1] Department of Physics, Humboldt University, Newtonstr. 15, 12489 Berlin, Germany [2] Potsdam Institute for Climate Impact Research, PO Box 60 12 03, 14412 Potsdam, Germany.
Department of Geography, University of California, Santa Barbara, California 93106-4060, USA.
Nat Commun. 2014 Oct 14;5:5199. doi: 10.1038/ncomms6199.

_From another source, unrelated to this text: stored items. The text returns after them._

#[cfg(test)]
mod tests {
    use super::*;
    use crate::wire::proto::{HostPort, UpdateStateResponse};
    use crate::wire::{
        snapshot_from_proto, StateStoreClient, StateSubscriber, StateSubscriberServer,
    };
    use std::time::Duration;
    use tokio::sync::mpsc;

    fn test_config() -> AuthorityConfig {
        AuthorityConfig {
            bind_address: SocketAddr::from(([127, 0, 0, 1], 0)),
            broadcast_interval_ms: 50,
            update_timeout_ms: 500,
            failure_threshold: 2,
            evict_on_failure: false,
            shutdown_timeout_ms: 1000,
        }
    }

    fn test_pool() -> PoolConfig {
        PoolConfig {
            connect_timeout_ms: 200,
            connect_attempts: 1,
            ..PoolConfig::default()
        }
    }

    async fn client_for(addr: SocketAddr) -> StateStoreClient<tonic::transport::Channel> {
        StateStoreClient::connect(format!("http://{}", addr))
            .await
            .unwrap()
    }

    fn register_request(service: &str, port: u32, owner: &str) -> RegisterServiceRequest {
        RegisterServiceRequest {
            service_id: service.to_string(),
            address: Some(HostPort {
                host: "127.0.0.1".to_string(),
                port,
            }),
            subscriber_id: owner.to_string(),
        }
    }

    struct RecordingSubscriber {
        updates: mpsc::UnboundedSender<MembershipUpdate>,
    }

    #[tonic::async_trait]
    impl StateSubscriber for RecordingSubscriber {
        async fn update_state(
            &self,
            request: Request<MembershipUpdate>,
        ) -> std::result::Result<Response<UpdateStateResponse>, Status> {
            let update = request.into_inner();
            let version = update.version;
            let _ = self.updates.send(update);
            Ok(Response::new(UpdateStateResponse {
                applied: true,
                version,
            }))
        }
    }

    async fn spawn_subscriber() -> (SocketAddr, mpsc::UnboundedReceiver<MembershipUpdate>) {
        let (tx, rx) = mpsc::unbounded_channel();
        let listener = TcpListener::bind("127.0.0.1:0").await.unwrap();
        let addr = listener.local_addr().unwrap();
        tokio::spawn(async move {
            Server::builder()
                .add_service(StateSubscriberServer::new(RecordingSubscriber { updates: tx }))
                .serve_with_incoming(TcpListenerStream::new(listener))
                .await
                .unwrap();
        });
        (addr, rx)
    }

    #[tokio::test]
    async fn test_lifecycle() {
        let authority = MembershipAuthority::new(test_config(), test_pool());
        assert!(!authority.is_running());

        let addr = authority.start(0).await.unwrap();
        assert_eq!(authority.local_addr(), Some(addr));
        assert!(matches!(
            authority.start(0).await,
            Err(ClusterError::AlreadyStarted)
        ));

        authority.stop().await;
        assert!(!authority.is_running());
        authority.stop().await;
    }

    #[tokio::test]
    async fn test_bind_failure_is_returned() {
        let first = MembershipAuthority::new(test_config(), test_pool());
        let addr = first.start(0).await.unwrap();

        let second = MembershipAuthority::new(test_config(), test_pool());
        let result = second.start(addr.port()).await;
        assert!(matches!(result, Err(ClusterError::Connectivity(_))));
        assert!(!second.is_running());

        first.stop().await;
    }

    #[tokio::test]
    async fn test_registration_over_rpc() {
        let authority = MembershipAuthority::new(test_config(), test_pool());
        let addr = authority.start(0).await.unwrap();
        let mut client = client_for(addr).await;

        let first = client
            .register_service(register_request("exec", 22000, ""))
            .await
            .unwrap()
            .into_inner();
        let again = client
            .register_service(register_request("exec", 22000, ""))
            .await
            .unwrap()
            .into_inner();
        assert_eq!(first.status(), RegistrationStatus::Ok);
        assert_eq!(first.version, 1);
        assert_eq!(again.version, 1);

        let rejected = client
            .register_service(register_request("", 22000, ""))
            .await
            .unwrap()
            .into_inner();
        assert_eq!(rejected.status(), RegistrationStatus::Error);
        assert!(!rejected.message.is_empty());

        let any_port = client
            .register_service(register_request("exec", 0, ""))
            .await
            .unwrap()
            .into_inner();
        assert_eq!(any_port.status(), RegistrationStatus::Error);
        assert_eq!(any_port.version, 1);

        let snapshot = client
            .get_snapshot(GetSnapshotRequest {
                subscriber_id: String::new(),
            })
            .await
            .unwrap()
            .into_inner();
        assert_eq!(snapshot.authority_id, authority.authority_id());
        let snapshot = snapshot_from_proto(snapshot).unwrap();
        assert_eq!(snapshot.known_hosts(&ServiceId::new("exec")).len(), 1);

        let removed = client
            .unregister_service(UnregisterServiceRequest {
                service_id: "exec".to_string(),
                address: Some(HostPort {
                    host: "127.0.0.1".to_string(),
                    port: 22000,
                }),
            })
            .await
            .unwrap()
            .into_inner();
        assert_eq!(removed.version, 2);
        assert!(authority.registry().is_empty());

        authority.stop().await;
    }

    #[tokio::test]
    async fn test_snapshots_are_pushed_to_subscribers() {
        let authority = MembershipAuthority::new(test_config(), test_pool());
        let addr = authority.start(0).await.unwrap();
        let (subscriber_addr, mut updates) = spawn_subscriber().await;
        let mut client = client_for(addr).await;

        let subscriber_id = SubscriberId::new();
        client
            .register_subscription(RegisterSubscriptionRequest {
                subscriber_id: subscriber_id.to_string(),
                address: Some(HostPort::from(&HostAddress::from(subscriber_addr))),
            })
            .await
            .unwrap();
        authority
            .registry()
            .register(ServiceId::new("exec"), HostAddress::new("127.0.0.1", 22000));

        let update = timeout(Duration::from_secs(5), async {
            loop {
                let update = updates.recv().await.unwrap();
                if update.version >= 1 {
                    return update;
                }
            }
        })
        .await
        .unwrap();
        assert_eq!(update.authority_id, authority.authority_id());
        assert_eq!(update.entries.len(), 1);

        let subscription = &authority.subscriptions()[0];
        assert_eq!(subscription.subscriber_id, subscriber_id);

        authority.stop().await;
    }

    #[tokio::test]
    async fn test_unreachable_subscriber_is_dropped_and_evicted() {
        // Broadcasts are driven by hand below
        let config = AuthorityConfig {
            broadcast_interval_ms: 60_000,
            evict_on_failure: true,
            ..test_config()
        };
        let authority = MembershipAuthority::new(config, test_pool());
        let addr = authority.start(0).await.unwrap();
        let mut client = client_for(addr).await;

        let dead_port = {
            let listener = TcpListener::bind("127.0.0.1:0").await.unwrap();
            listener.local_addr().unwrap().port()
        };
        let subscriber_id = SubscriberId::new();
        client
            .register_subscription(RegisterSubscriptionRequest {
                subscriber_id: subscriber_id.to_string(),
                address: Some(HostPort {
                    host: "127.0.0.1".to_string(),
                    port: u32::from(dead_port),
                }),
            })
            .await
            .unwrap();
        client
            .register_service(register_request("exec", 22000, &subscriber_id.to_string()))
            .await
            .unwrap();
        // Not owned by the dead subscriber
        client
            .register_service(register_request("exec", 22001, ""))
            .await
            .unwrap();

        authority.broadcast_now().await;
        assert_eq!(authority.subscriber_count(), 1);
        authority.broadcast_now().await;
        assert_eq!(authority.subscriber_count(), 0);

        let hosts = authority
            .registry()
            .snapshot()
            .known_hosts(&ServiceId::new("exec"));
        assert_eq!(hosts.len(), 1);
        assert!(hosts.contains(&HostAddress::new("127.0.0.1", 22001)));
        assert!(authority.pool().stats().hosts.is_empty());

        authority.stop().await;
    }

    #[tokio::test]
    async fn test_silent_subscriber_does_not_slow_pushes_to_others() {
        let config = AuthorityConfig {
            broadcast_interval_ms: 50,
            update_timeout_ms: 2000,
            failure_threshold: 0,
            ..test_config()
        };
        let pool = PoolConfig {
            connect_timeout_ms: 2000,
            rpc_timeout_ms: 2000,
            ..test_pool()
        };
        let authority = MembershipAuthority::new(config, pool);
        let addr = authority.start(0).await.unwrap();
        let mut client = client_for(addr).await;

        // Accepts connections and never answers
        let silent = TcpListener::bind("127.0.0.1:0").await.unwrap();
        let silent_addr = silent.local_addr().unwrap();
        let holder = tokio::spawn(async move {
            let mut streams = Vec::new();
            while let Ok((stream, _)) = silent.accept().await {
                streams.push(stream);
            }
        });
        let (healthy_addr, mut updates) = spawn_subscriber().await;

        for address in [silent_addr, healthy_addr] {
            client
                .register_subscription(RegisterSubscriptionRequest {
                    subscriber_id: SubscriberId::new().to_string(),
                    address: Some(HostPort::from(&HostAddress::from(address))),
                })
                .await
                .unwrap();
        }

        tokio::time::sleep(Duration::from_secs(1)).await;
        let mut pushes = 0;
        while updates.try_recv().is_ok() {
            pushes += 1;
        }
        // Roughly one push per 50 ms tick
        assert!(pushes >= 8, "healthy subscriber got only {} pushes", pushes);
        assert_eq!(authority.subscriber_count(), 2);

        authority.stop().await;
        holder.abort();
    }

    #[tokio::test]
    async fn test_unsubscribe_releases_push_connections() {
        // Broadcasts are driven by hand below
        let config = AuthorityConfig {
            broadcast_interval_ms: 60_000,
            ..test_config()
        };
        let authority = MembershipAuthority::new(config, test_pool());
        let addr = authority.start(0).await.unwrap();
        let (subscriber_addr, mut updates) = spawn_subscriber().await;
        let mut client = client_for(addr).await;

        let subscriber_id = SubscriberId::new();
        client
            .register_subscription(RegisterSubscriptionRequest {
                subscriber_id: subscriber_id.to_string(),
                address: Some(HostPort::from(&HostAddress::from(subscriber_addr))),
            })
            .await
            .unwrap();
        assert_eq!(authority.broadcast_now().await, 1);
        assert!(updates.recv().await.is_some());
        assert!(authority
            .pool()
            .stats()
            .hosts
            .contains_key(&HostAddress::from(subscriber_addr)));

        let removed = client
            .unregister_subscription(UnregisterSubscriptionRequest {
                subscriber_id: subscriber_id.to_string(),
            })
            .await
            .unwrap()
            .into_inner();
        assert!(removed.removed);
        assert!(authority.pool().stats().hosts.is_empty());
        assert_eq!(authority.broadcast_now().await, 0);

        authority.stop().await;
    }

    #[tokio::test]
    async fn test_invalid_subscription_rejected() {
        let authority = MembershipAuthority::new(test_config(), test_pool());
        let addr = authority.start(0).await.unwrap();
        let mut client = client_for(addr).await;

        let status = client
            .register_subscription(RegisterSubscriptionRequest {
                subscriber_id: "not-a-uuid".to_string(),
                address: None,
            })
            .await
            .unwrap_err();
        assert_eq!(status.code(), tonic::Code::InvalidArgument);

        let removed = client
            .unregister_subscription(UnregisterSubscriptionRequest {
                subscriber_id: SubscriberId::new().to_string(),
            })
            .await
            .unwrap()
            .into_inner();
        assert!(!removed.removed);

        authority.stop().await;
    }
}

Changing climatic conditions have led to a significant increase in the magnitude and frequency of extreme rainfall events in the Central Andes of South America. These events are spatially extensive and often result in substantial natural hazards for population, economy and ecology. Here we develop a general framework to predict extreme events by introducing the concept of network divergence on directed networks derived from a non-linear synchronization measure. We apply our method to real-time satellite-derived rainfall data and predict more than 60% (90% during El Niño conditions) of rainfall events above the 99th percentile in the Central Andes. In addition to the societal benefits of predicting natural hazards, our study reveals a linkage between polar and tropical regimes as the responsible mechanism: the interplay of northward migrating frontal systems and a low-level wind channel from the western Amazon to the subtropics.
气候变化导致南美洲安第斯山脉中部极端降雨事件的强度和频率显著增加。这些事件具有空间广泛性,经常对人口、经济和生态造成重大的自然危害。在这里,我们通过在源自非线性同步度量的有向网络上引入网络散度的概念来开发一种预测极端事件的通用框架。我们将我们的方法应用于实时卫星衍生降雨数据,并预测安第斯山脉中部超过 99%分位数的降雨事件的比例超过 60%(厄尔尼诺条件下为 90%)。除了预测自然灾害的社会效益之外,我们的研究还揭示了极地和热带气候之间的联系,这是一种负责任的机制:北上的锋面系统和从亚马逊西部到亚热带的低空风通道之间的相互作用。